Make sure that when you are first starting out and find a name/brand that you want to build, go through and create an account on each of the above platforms to reserve your name (or close to the name if not available). Whether or not you use each one, you at least want to avoid someone else from utilizing your handle on a social media site- that can get confusing! The other piece of advice I’d give is to get organized. We will discuss this more in the next section, however have a plan for social media usage. This could include ideas that come to you to post, when/how often you want to leverage each account, and tracking what you’ve done on each platform. I’ll provide you examples of what this looks like for me in the next section. To sum this up, leverage social media!
Wish I would have known & avoided: setting up social media accounts before you have a set name. I did this before I registered my business, and my original idea ended up not being available through my state. Not fun to go change all emails/accounts and in some cases make new accounts!

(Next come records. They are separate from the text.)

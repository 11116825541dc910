use std::sync::Arc;
use std::sync::atomic::{AtomicUsize, Ordering};

use axum::Json;
use axum::Router;
use axum::extract::State;
use axum::http::StatusCode;
use axum::response::IntoResponse;
use illustrator::asset::ImageAsset;
use illustrator::client::GenerationClient;
use illustrator::constants::CONFIGURATION_ERROR_MESSAGE;
use illustrator::orchestrator::RunStatus;
use illustrator::state::AppController;
use illustrator::web::{AppState, create_router};
use serde_json::{Value, json};
use url::Url;

const PNG_SIGNATURE: &[u8] = &[0x89, b'P', b'N', b'G', b'\r', b'\n', 0x1a, b'\n'];

/// Provider stand-in: rejects prompts containing "reject", draws everything else.
async fn provider_generate(
    State(calls): State<Arc<AtomicUsize>>,
    Json(body): Json<Value>,
) -> axum::response::Response {
    calls.fetch_add(1, Ordering::SeqCst);
    let prompt = body["contents"][0]["parts"][1]["text"]
        .as_str()
        .unwrap_or_default()
        .to_string();

    if prompt.contains("reject") {
        return (
            StatusCode::BAD_REQUEST,
            Json(json!({"error": {"code": 400, "message": "Request contains an invalid argument.", "status": "INVALID_ARGUMENT"}})),
        )
            .into_response();
    }
    Json(json!({"candidates": [{"content": {"role": "model", "parts": [
        {"text": format!("Reimagined {prompt}")},
        {"inlineData": {"mimeType": "image/png", "data": "iVBORw0KGgo="}}
    ]}}]}))
    .into_response()
}

async fn serve(app: Router) -> Url {
    let listener = tokio::net::TcpListener::bind("127.0.0.1:0")
        .await
        .expect("bind");
    let addr = listener.local_addr().expect("local addr");
    tokio::spawn(async move {
        let _ = axum::serve(listener, app).await;
    });
    Url::parse(&format!("http://{}", addr)).expect("url")
}

/// Starts a fake provider and a real proxy in front of it.
async fn start_stack(api_key: Option<&str>) -> (Url, Arc<AtomicUsize>) {
    let calls = Arc::new(AtomicUsize::new(0));
    let provider = Router::new()
        .route(
            "/v1beta/models/{call}",
            axum::routing::post(provider_generate),
        )
        .with_state(calls.clone());
    let provider_url = serve(provider).await;

    let proxy = create_router(None).with_state(AppState::new(
        api_key.map(str::to_string),
        provider_url,
    ));
    (serve(proxy).await, calls)
}

fn controller_for(server: &Url, prompts: &[&str]) -> AppController<GenerationClient> {
    let client = GenerationClient::new(server).expect("client");
    let mut controller = AppController::new(client);
    let first = controller.prompts()[0].id();
    for (index, prompt) in prompts.iter().enumerate() {
        let id = if index == 0 {
            first
        } else {
            controller.add_prompt()
        };
        controller.update_prompt(id, prompt).expect("update prompt");
    }
    controller.set_base_image(Some(
        ImageAsset::from_upload(PNG_SIGNATURE.to_vec()).expect("base image"),
    ));
    controller
}

#[tokio::test]
async fn unset_credential_fails_the_run_with_a_generic_message() {
    let (server, calls) = start_stack(None).await;
    let mut controller = controller_for(&server, &["in a watercolor style"]);

    let status = controller.generate().await.expect("run");

    assert_eq!(status, RunStatus::CompletedWithError);
    assert!(controller.results().is_empty());
    let error = controller.error().expect("error message");
    assert_eq!(error.lines().count(), 1);
    assert!(error.contains("\"in a watercolor style\""));
    assert!(error.contains(CONFIGURATION_ERROR_MESSAGE));
    assert_eq!(calls.load(Ordering::SeqCst), 0);
}

#[tokio::test]
async fn variations_flow_through_the_proxy() {
    let (server, calls) = start_stack(Some("test-key")).await;
    let mut controller = controller_for(
        &server,
        &["in a watercolor style", "", "as a pencil sketch"],
    );

    let status = controller.generate().await.expect("run");

    assert_eq!(status, RunStatus::CompletedWithResults);
    assert_eq!(calls.load(Ordering::SeqCst), 2);
    let results = controller.results();
    assert_eq!(results.len(), 2);
    assert_eq!(results[0].source_prompt, "in a watercolor style");
    assert_eq!(results[0].text, "Reimagined in a watercolor style");
    assert_eq!(results[1].source_prompt, "as a pencil sketch");
    assert_eq!(results[1].image_uri, "data:image/png;base64,iVBORw0KGgo=");
    assert!(controller.error().is_none());
}

#[tokio::test]
async fn provider_rejections_are_reported_per_prompt() {
    let (server, _calls) = start_stack(Some("test-key")).await;
    let mut controller = controller_for(&server, &["reject this one", "keep this one"]);

    let status = controller.generate().await.expect("run");

    assert_eq!(status, RunStatus::CompletedWithResults);
    assert_eq!(controller.results().len(), 1);
    assert_eq!(controller.results()[0].source_prompt, "keep this one");
    let error = controller.error().expect("error annotation");
    assert!(error.contains("\"reject this one\""));
    assert!(error.contains("Request contains an invalid argument."));
    assert!(!error.contains("test-key"));
}

#[tokio::test]
async fn base_image_can_be_generated_through_the_proxy() {
    let (server, _calls) = start_stack(Some("test-key")).await;
    let client = GenerationClient::new(&server).expect("client");
    let mut controller = AppController::new(client);

    controller
        .generate_base_image("a lighthouse at dusk")
        .await
        .expect("base image");

    let image = controller.base_image().expect("installed");
    assert_eq!(image.mime_type(), "image/png");
    assert_eq!(image.bytes(), PNG_SIGNATURE);
    assert_eq!(controller.status(), RunStatus::Idle);
}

Next up is organization, and it’s the topic I feel most passionate about. My corporate job has created a monster who loves spreadsheets and honestly it has helped my business immensely. It will be easiest to just bullet point the programs I use, and what I use them for:
Excel spreadsheet tabs
Even writing that felt like a lot… and truly it is. Starting a business and getting into the “groove” is NO JOKE. Now image this on top of your regular 9-5, actually having consistent photoshoots, the client management aspect, possibly having a family or spouse, and trying to manage your health both physical and mental. If you have a loved one that is starting a business, GIVE THEM A HUGE and maybe some Starbucks! Again these are not things you HAVE to do when starting your business, these are just items I feel work for me.
Wish I would have known & avoided: Having NO organization plan whatsoever or feel as long as you take some notes here and there, it will be sufficient. There is so much information available to us that I would write down pages of information and when I’d review, it was too overwhelming and I would want to quit. Play around with it and see what works best for you!
Now let’s get into the systems/services I use that have really made a difference! Yes I pay for each one of these, it can add up, but I wouldn’t have it any other way.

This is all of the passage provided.